Here’s a look at the ingredients you need to make this pancake recipe so you know what to have on hand and pull from the pantry and refrigerator.

ingredients to make chocolate chip pancakes.
  • Plain whole-milk yogurt: I prefer whole-milk yogurt because it’s creamy and delicious, and it helps ensure that the pancakes are super satisfying. (If you only have no- or low-fat yogurt, the recipe will still work.)
  • Milk: I use whole milk in my cooking and baking, so that’s what I use in this recipe. (If you only have no- or low-fat milk, the recipe will still work.)
  • Eggs: I use large eggs in my cooking and baking, so that’s what to use here.
  • Unsalted butter: I use unsalted butter in my baking so I can control the salt level. We use it here to add richness to the batter. 
  • All-purpose flour: Using all-purpose flour results in the fluffiest pancakes, so I prefer to use it here. If you’d rather use whole wheat flour, you can use it and simply add a little more milk since the batter will be thicker.
  • Sugar: This helps to even out the flavor of the batter, so we add a very small amount.
  • Baking powder: This helps the batter rise properly, so make sure yours is fresh.
  • Vanilla extract: You can use pure or artificial vanilla in this recipe. They work similarly.
  • Chocolate chips: You can use full-size or mini semi-sweet, milk, or dark chocolate chips in this batter.

Step-by-Step Instructions

Below is an overview of how to make this recipe so you know what to expect from the process. Scroll down to the end of the post for the full information, including the amounts and timing.

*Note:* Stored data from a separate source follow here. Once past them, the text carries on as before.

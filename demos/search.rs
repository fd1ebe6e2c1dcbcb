use github_explorer::{GithubClient, GithubSettings, RepoParams, SearchParams, SortOrder, UserSort};
use tracing_subscriber::EnvFilter;

#[tokio::main]
async fn main() -> anyhow::Result<()> {
    tracing_subscriber::fmt()
        .with_env_filter(
            EnvFilter::try_from_default_env().unwrap_or_else(|_| EnvFilter::new("info")),
        )
        .init();

    let query = std::env::args()
        .nth(1)
        .unwrap_or_else(|| "torvalds".to_owned());

    let settings = GithubSettings::from_env()?;
    let client = GithubClient::from_settings(&settings)?;

    let rate = client.get_rate_limit().await?;
    println!(
        "rate limit: {}/{} ({:?}), resets at {}",
        rate.remaining,
        rate.limit,
        rate.status(),
        rate.reset_at()
            .map(|at| at.to_rfc3339())
            .unwrap_or_else(|| "unknown".to_owned())
    );

    let found = match client
        .search_users(
            &SearchParams::new(&query)
                .sort(UserSort::Followers, SortOrder::Desc)
                .per_page(5),
        )
        .await
    {
        Ok(found) => found,
        Err(err) => {
            eprintln!("{}", err.user_message());
            return Err(err.into());
        }
    };
    println!("{} users match '{query}'", found.total_count);

    let Some(top) = found.items.first() else {
        return Ok(());
    };
    for repository in client
        .get_user_repositories(&RepoParams::new(&top.login).per_page(5))
        .await?
    {
        println!(
            "{:<40} {:>8} stars  {}",
            repository.full_name,
            repository.stargazers_count,
            repository.language.as_deref().unwrap_or("-")
        );
    }

    Ok(())
}
//! `github-explorer` is an async client for the GitHub REST API v3.
//!
//! Layers, bottom-up:
//! - [`HttpClient`]: base URL, default headers, per-attempt timeout, retry
//!   with backoff for transient failures.
//! - [`classify_http_failure`]: turns a failed attempt into a
//!   [`ClassifiedError`] with a stable code, retryability and user message.
//! - [`GithubClient`]: validated, logged calls to the user search, profile,
//!   repository and rate limit endpoints.
//! - [`DebouncedSearch`]: search-as-you-type that drops stale responses.

mod classify;
mod client;
mod error;
mod github;
mod models;
mod options;
mod request;
mod search;
mod settings;
mod wire;

pub use classify::{classify_http_failure, FailureContext, RawFailure, RawResponse};
pub use client::HttpClient;
pub use error::{
    is_retryable_status, ClassifiedError, CollectedError, ErrorAggregator, ErrorKind, ErrorRecord,
    ErrorSummary, Severity,
};
pub use github::GithubClient;
pub use models::{
    License, RateLimit, RateLimitStatus, RepoParams, RepoSort, RepoType, Repository,
    SearchParams, SortOrder, User, UserSearchResult, UserSort,
};
pub use options::{Backoff, ClientOptions, ConfigUpdate, RetryPolicy};
pub use request::{HttpMethod, RequestSpec, ResponseEnvelope};
pub use search::{DebouncedSearch, SearchOutcome};
pub use settings::{GithubSettings, DEFAULT_BASE_URL, DEFAULT_PER_PAGE, MAX_PER_PAGE};

pub type Result<T> = std::result::Result<T, ClassifiedError>;
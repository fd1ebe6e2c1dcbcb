use serde::Deserialize;

use crate::RateLimit;

/// Body of `/rate_limit`; only the core quota is surfaced.
#[derive(Debug, Deserialize)]
pub struct RateLimitResponse {
    pub rate: RateLimit,
}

steps to make chocolate chip pancakes.
  1. Whisk the wet ingredients together in bowl.
  2. Add the dry ingredients and whisk gently to combine.
  3. Stir in the chocolate chips. (Or you can also drop a few onto each pancake when you add them to the pan if you prefer.)
  4. Cook the pancakes on both sides in melted butter. Serve warm. (I use a nonstick skillet.)
chocolate chip pancakes on wire rack.

Chocolate Chip Sheet Pan Pancakes

To make this as a Sheet Pan Pancake: Preheat oven to 400 degrees F. Line a quarter sheet pan with parchment paper and grease the sides with nonstick spray. (You can also use a half sheet pan; just spread out the batter to about ½ inch thick. It’s OK if it doesn’t go to the edges.) Pour out batter and spread gently with a spatula. Add toppings if desired. Bake for 12-14 minutes or until lightly golden brown and just firm to the touch.

How to Store

Store for 3-5 days in the fridge in an airtight container. Warm leftover pancakes for 15-30 seconds on a heat-safe plate in the microwave. Or freeze between layers of parchment paper (or in a single layer) in a freezer bag.

Chocolate chip pancakes served on kids plate with blueberries and syrup on the side and a bite ready on a fork.

Best Tips for Success

  • Serve with applesauce, yogurt, maple syrup, peanut butter, or another desired topping or dip.
  • These are delicious alongside diced strawberries or raspberries and a side of sausage or bacon.
  • Gluten-free: Use 1:1 style of gluten-free flour.
  • Dairy-free: Use nondairy yogurt and nondairy milk. Or use ¾ cup nondairy milk and omit the yogurt.
  • Use mini or regular-size chocolate chips.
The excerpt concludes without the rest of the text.